- Opening Delimiter -

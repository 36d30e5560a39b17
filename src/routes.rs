use axum::{
    extract::{multipart::MultipartError, DefaultBodyLimit, Multipart, Path, State},
    http::{header, StatusCode},
    response::{IntoResponse, Response},
    routing::{get, post, put},
    Json, Router,
};
use chrono::{DateTime, Utc};
use parking_lot::RwLock;
use serde_json::json;
use std::{collections::HashMap, sync::Arc, time::Duration};
use thiserror::Error;
use tokio::{task::JoinHandle, time::MissedTickBehavior};
use uuid::Uuid;

use crate::{
    analysis::{AnalysisError, FlyerAnalyzer, ANALYSIS_FAILED_MESSAGE},
    models::{AnalysisResult, FlyerSubmission, Preferences},
    request::AnalysisRequest,
    session::{Action, Effect, Session, SessionError, Step},
    views::{FormOptions, SessionView},
};

/// Multipart field carrying the flyer file.
pub const FLYER_FIELD: &str = "flyer";

#[derive(Clone)]
pub struct AppState {
    pub sessions: Arc<RwLock<HashMap<Uuid, Session>>>,
    pub analyzer: Arc<dyn FlyerAnalyzer>,
}

impl AppState {
    pub fn new(analyzer: Arc<dyn FlyerAnalyzer>) -> Self {
        Self { sessions: Arc::default(), analyzer }
    }

    /// Drops sessions idle for longer than `max_idle`, releasing their uploads.
    /// Sessions waiting on an analysis are kept until it resolves.
    pub fn evict_idle(&self, now: DateTime<Utc>, max_idle: chrono::Duration) -> usize {
        let mut sessions = self.sessions.write();
        let before = sessions.len();
        sessions.retain(|id, session| {
            let keep = session.step() == Step::Submitting || now - session.last_active() <= max_idle;
            if !keep {
                tracing::debug!(%id, has_flyer = session.flyer().is_some(), "evicting idle session");
            }
            keep
        });
        before - sessions.len()
    }
}

/// Periodically evicts idle sessions for the life of the process.
pub fn spawn_session_sweeper(state: AppState, max_idle: Duration) -> JoinHandle<()> {
    tokio::spawn(async move {
        let limit = match chrono::Duration::from_std(max_idle) {
            Ok(limit) => limit,
            Err(e) => {
                tracing::error!("❌ Session idle limit {:?} is out of range, eviction disabled: {}", max_idle, e);
                return;
            }
        };
        let mut ticker = tokio::time::interval((max_idle / 4).clamp(Duration::from_secs(1), Duration::from_secs(60)));
        ticker.set_missed_tick_behavior(MissedTickBehavior::Delay);
        loop {
            ticker.tick().await;
            let evicted = state.evict_idle(Utc::now(), limit);
            if evicted > 0 {
                tracing::info!("🧹 Evicted {} idle session(s)", evicted);
            }
        }
    })
}

#[derive(Debug, Error)]
pub enum ApiError {
    #[error("session not found")]
    NotFound,
    #[error("no flyer selected")]
    NoFlyer,
    #[error("{0}")]
    BadRequest(String),
    #[error(transparent)]
    Upload(#[from] MultipartError),
    #[error(transparent)]
    Session(#[from] SessionError),
    #[error("{}", ANALYSIS_FAILED_MESSAGE)]
    AnalysisFailed,
}

impl IntoResponse for ApiError {
    fn into_response(self) -> Response {
        let status = match &self {
            ApiError::NotFound | ApiError::NoFlyer => StatusCode::NOT_FOUND,
            ApiError::BadRequest(_) => StatusCode::BAD_REQUEST,
            ApiError::Upload(e) => e.status(),
            ApiError::Session(SessionError::InvalidTransition { .. }) => StatusCode::CONFLICT,
            ApiError::Session(SessionError::Validation(_)) => StatusCode::UNPROCESSABLE_ENTITY,
            ApiError::AnalysisFailed => StatusCode::BAD_GATEWAY,
        };
        let message = match &self {
            ApiError::Upload(e) => e.body_text(),
            other => other.to_string(),
        };
        (status, Json(json!({ "error": message }))).into_response()
    }
}

pub fn router(state: AppState, max_upload_bytes: usize) -> Router {
    Router::new()
        .route("/api/options", get(get_options))
        .route("/api/sessions", post(create_session))
        .route("/api/sessions/:id", get(get_session).delete(delete_session))
        .route("/api/sessions/:id/flyer", put(upload_flyer).get(get_flyer).delete(clear_flyer))
        .route("/api/sessions/:id/preferences", put(update_preferences))
        .route("/api/sessions/:id/analyze", post(analyze))
        .route("/api/sessions/:id/reset", post(reset_session))
        .layer(DefaultBodyLimit::max(max_upload_bytes))
        .with_state(state)
}

fn dispatch(state: &AppState, id: Uuid, action: Action) -> Result<SessionView, ApiError> {
    let mut sessions = state.sessions.write();
    let session = sessions.get_mut(&id).ok_or(ApiError::NotFound)?;
    session.dispatch(action)?;
    Ok(SessionView::new(id, session))
}

pub async fn get_options() -> Json<FormOptions> {
    Json(FormOptions::current())
}

pub async fn create_session(State(state): State<AppState>) -> (StatusCode, Json<SessionView>) {
    let id = Uuid::new_v4();
    let session = Session::new();
    let view = SessionView::new(id, &session);
    state.sessions.write().insert(id, session);
    tracing::info!("🆕 Created session {}", id);
    (StatusCode::CREATED, Json(view))
}

pub async fn get_session(Path(id): Path<Uuid>, State(state): State<AppState>) -> Result<Json<SessionView>, ApiError> {
    let sessions = state.sessions.read();
    let session = sessions.get(&id).ok_or(ApiError::NotFound)?;
    Ok(Json(SessionView::new(id, session)))
}

pub async fn delete_session(Path(id): Path<Uuid>, State(state): State<AppState>) -> Result<StatusCode, ApiError> {
    state.sessions.write().remove(&id).ok_or(ApiError::NotFound)?;
    tracing::info!("🗑️ Deleted session {}", id);
    Ok(StatusCode::NO_CONTENT)
}

pub async fn upload_flyer(
    Path(id): Path<Uuid>,
    State(state): State<AppState>,
    mut multipart: Multipart,
) -> Result<Json<SessionView>, ApiError> {
    let mut flyer: Option<FlyerSubmission> = None;

    while let Some(field) = multipart.next_field().await? {
        if field.name() != Some(FLYER_FIELD) {
            continue;
        }
        let file_name = field.file_name().unwrap_or(FLYER_FIELD).to_string();
        let media_type = field.content_type().unwrap_or("application/octet-stream").to_string();
        if !FlyerSubmission::accepts_media_type(&media_type) {
            return Err(ApiError::BadRequest(format!("unsupported file type: {}", media_type)));
        }
        let bytes = field.bytes().await?;
        if bytes.is_empty() {
            return Err(ApiError::BadRequest("uploaded file is empty".into()));
        }
        flyer = Some(FlyerSubmission::new(file_name, media_type, bytes));
    }

    let flyer = flyer.ok_or_else(|| ApiError::BadRequest(format!("missing '{}' field", FLYER_FIELD)))?;
    tracing::info!("📎 Session {} selected '{}' ({}, {} bytes)", id, flyer.file_name, flyer.media_type, flyer.size());
    Ok(Json(dispatch(&state, id, Action::SelectFlyer(flyer))?))
}

/// Serves the stored upload so the page can show a preview. The bytes are
/// client supplied, so the response is sandboxed against active content.
pub async fn get_flyer(Path(id): Path<Uuid>, State(state): State<AppState>) -> Result<Response, ApiError> {
    let (media_type, bytes) = {
        let sessions = state.sessions.read();
        let session = sessions.get(&id).ok_or(ApiError::NotFound)?;
        let flyer = session.flyer().ok_or(ApiError::NoFlyer)?;
        (flyer.media_type.clone(), flyer.bytes.clone())
    };
    let headers = [
        (header::CONTENT_TYPE, media_type),
        (header::X_CONTENT_TYPE_OPTIONS, "nosniff".to_string()),
        (header::CONTENT_SECURITY_POLICY, "sandbox".to_string()),
    ];
    Ok((headers, bytes).into_response())
}

pub async fn clear_flyer(Path(id): Path<Uuid>, State(state): State<AppState>) -> Result<Json<SessionView>, ApiError> {
    Ok(Json(dispatch(&state, id, Action::ClearFlyer)?))
}

pub async fn update_preferences(
    Path(id): Path<Uuid>,
    State(state): State<AppState>,
    Json(body): Json<Preferences>,
) -> Result<Json<SessionView>, ApiError> {
    Ok(Json(dispatch(&state, id, Action::SetPreferences(body))?))
}

pub async fn analyze(Path(id): Path<Uuid>, State(state): State<AppState>) -> Result<Json<SessionView>, ApiError> {
    let (ticket, request) = {
        let mut sessions = state.sessions.write();
        let session = sessions.get_mut(&id).ok_or(ApiError::NotFound)?;
        match session.dispatch(Action::Submit)? {
            Effect::Analyze { ticket, request } => (ticket, request),
            _ => return Ok(Json(SessionView::new(id, session))),
        }
    };

    tracing::info!("🚀 Session {} analyzing flyer (attempt {})", id, ticket);
    // Detached so a dropped connection still resolves the session.
    match tokio::spawn(run_analysis(state.clone(), id, ticket, request)).await {
        Ok(resolved) => resolved,
        Err(e) => {
            tracing::error!("❌ Analysis task for session {} did not finish: {}", id, e);
            resolve(&state, id, ticket, Err(AnalysisError::new(e)))
        }
    }
}

async fn run_analysis(
    state: AppState,
    id: Uuid,
    ticket: u64,
    request: AnalysisRequest,
) -> Result<Json<SessionView>, ApiError> {
    let outcome = state.analyzer.analyze(&request).await;
    drop(request);
    resolve(&state, id, ticket, outcome)
}

fn resolve(
    state: &AppState,
    id: Uuid,
    ticket: u64,
    outcome: Result<AnalysisResult, AnalysisError>,
) -> Result<Json<SessionView>, ApiError> {
    let failed = outcome.is_err();
    let (effect, view) = {
        let mut sessions = state.sessions.write();
        let session = sessions.get_mut(&id).ok_or(ApiError::NotFound)?;
        let effect = session.dispatch(Action::Resolve { ticket, outcome })?;
        (effect, SessionView::new(id, session))
    };

    match effect {
        Effect::Discarded => {
            tracing::info!("↩️ Session {} moved on before attempt {} finished", id, ticket);
            Ok(Json(view))
        }
        _ if failed => Err(ApiError::AnalysisFailed),
        _ => {
            tracing::info!("✅ Session {} analysis finished", id);
            Ok(Json(view))
        }
    }
}

pub async fn reset_session(Path(id): Path<Uuid>, State(state): State<AppState>) -> Result<Json<SessionView>, ApiError> {
    Ok(Json(dispatch(&state, id, Action::Reset)?))
}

- Closing Delimiter -

## PROBLEM REQUIREMENTS
Lines wanted from the listing above: the line with "use parking_lot::RwLock;" up to and including the line with "of the process.". Please write them out exactly, adding nothing else.

## RESULT OF THIS EXERCISE
use parking_lot::RwLock;
use serde_json::json;
use std::{collections::HashMap, sync::Arc, time::Duration};
use thiserror::Error;
use tokio::{task::JoinHandle, time::MissedTickBehavior};
use uuid::Uuid;

use crate::{
    analysis::{AnalysisError, FlyerAnalyzer, ANALYSIS_FAILED_MESSAGE},
    models::{AnalysisResult, FlyerSubmission, Preferences},
    request::AnalysisRequest,
    session::{Action, Effect, Session, SessionError, Step},
    views::{FormOptions, SessionView},
};

/// Multipart field carrying the flyer file.
pub const FLYER_FIELD: &str = "flyer";

#[derive(Clone)]
pub struct AppState {
    pub sessions: Arc<RwLock<HashMap<Uuid, Session>>>,
    pub analyzer: Arc<dyn FlyerAnalyzer>,
}

impl AppState {
    pub fn new(analyzer: Arc<dyn FlyerAnalyzer>) -> Self {
        Self { sessions: Arc::default(), analyzer }
    }

    /// Drops sessions idle for longer than `max_idle`, releasing their uploads.
    /// Sessions waiting on an analysis are kept until it resolves.
    pub fn evict_idle(&self, now: DateTime<Utc>, max_idle: chrono::Duration) -> usize {
        let mut sessions = self.sessions.write();
        let before = sessions.len();
        sessions.retain(|id, session| {
            let keep = session.step() == Step::Submitting || now - session.last_active() <= max_idle;
            if !keep {
                tracing::debug!(%id, has_flyer = session.flyer().is_some(), "evicting idle session");
            }
            keep
        });
        before - sessions.len()
    }
}

/// Periodically evicts idle sessions for the life of the process.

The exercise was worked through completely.